Problem to solve:
Each record needs to be echoed exactly; can you do that?

Exercise inputs:

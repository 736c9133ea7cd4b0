use chrono::NaiveDateTime;
use diesel::prelude::*;

use crate::domain::list::{List as DomainList, NewList as DomainNewList};

#[derive(Debug, Clone, Identifiable, Queryable, Selectable)]
#[diesel(table_name = crate::schema::lists)]
pub struct List {
    pub id: i32,
    pub hub_id: i32,
    pub name: String,
    pub deleted: bool,
    pub deleted_at: Option<NaiveDateTime>,
    pub created_at: NaiveDateTime,
    pub updated_at: NaiveDateTime,
}

#[derive(Debug, Clone, Identifiable, Queryable, Selectable, Associations)]
#[diesel(table_name = crate::schema::list_collaborators)]
#[diesel(belongs_to(List, foreign_key = list_id))]
pub struct ListCollaborator {
    pub id: i32,
    pub list_id: i32,
    pub email: String,
    pub created_at: NaiveDateTime,
}

#[derive(Insertable)]
#[diesel(table_name = crate::schema::lists)]
pub struct NewList<'a> {
    pub hub_id: i32,
    pub name: &'a str,
    pub updated_at: NaiveDateTime,
}

#[derive(Insertable)]
#[diesel(table_name = crate::schema::list_collaborators)]
pub struct NewListCollaborator<'a> {
    pub list_id: i32,
    pub email: &'a str,
}

impl List {
    pub fn into_domain(self, collaborators: Vec<String>) -> DomainList {
        DomainList {
            id: self.id,
            hub_id: self.hub_id,
            name: self.name,
            deleted: self.deleted,
            deleted_at: self.deleted_at,
            collaborators,
            created_at: self.created_at,
            updated_at: self.updated_at,
        }
    }
}

impl<'a> From<&'a DomainNewList> for NewList<'a> {
    fn from(value: &'a DomainNewList) -> Self {
        Self {
            hub_id: value.hub_id,
            name: value.name.as_str(),
            updated_at: value.updated_at,
        }
    }
}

Reply:
repository 736c9133ea7cd4b0
use chrono::NaiveDateTime;
use diesel::prelude::*;

use crate::domain::list::{List as DomainList, NewList as DomainNewList};

#[derive(Debug, Clone, Identifiable, Queryable, Selectable)]
#[diesel(table_name = crate::schema::lists)]
pub struct List {
    pub id: i32,
    pub hub_id: i32,
    pub name: String,
    pub deleted: bool,
    pub deleted_at: Option<NaiveDateTime>,
    pub created_at: NaiveDateTime,
    pub updated_at: NaiveDateTime,
}

#[derive(Debug, Clone, Identifiable, Queryable, Selectable, Associations)]
#[diesel(table_name = crate::schema::list_collaborators)]
#[diesel(belongs_to(List, foreign_key = list_id))]
pub struct ListCollaborator {
    pub id: i32,
    pub list_id: i32,
    pub email: String,
    pub created_at: NaiveDateTime,
}

#[derive(Insertable)]
#[diesel(table_name = crate::schema::lists)]
pub struct NewList<'a> {
    pub hub_id: i32,
    pub name: &'a str,
    pub updated_at: NaiveDateTime,
}

#[derive(Insertable)]
#[diesel(table_name = crate::schema::list_collaborators)]
pub struct NewListCollaborator<'a> {
    pub list_id: i32,
    pub email: &'a str,
}

impl List {
    pub fn into_domain(self, collaborators: Vec<String>) -> DomainList {
        DomainList {
            id: self.id,
            hub_id: self.hub_id,
            name: self.name,
            deleted: self.deleted,
            deleted_at: self.deleted_at,
            collaborators,
            created_at: self.created_at,
            updated_at: self.updated_at,
        }
    }
}

impl<'a> From<&'a DomainNewList> for NewList<'a> {
    fn from(value: &'a DomainNewList) -> Self {
        Self {
            hub_id: value.hub_id,
            name: value.name.as_str(),
            updated_at: value.updated_at,
        }
    }
}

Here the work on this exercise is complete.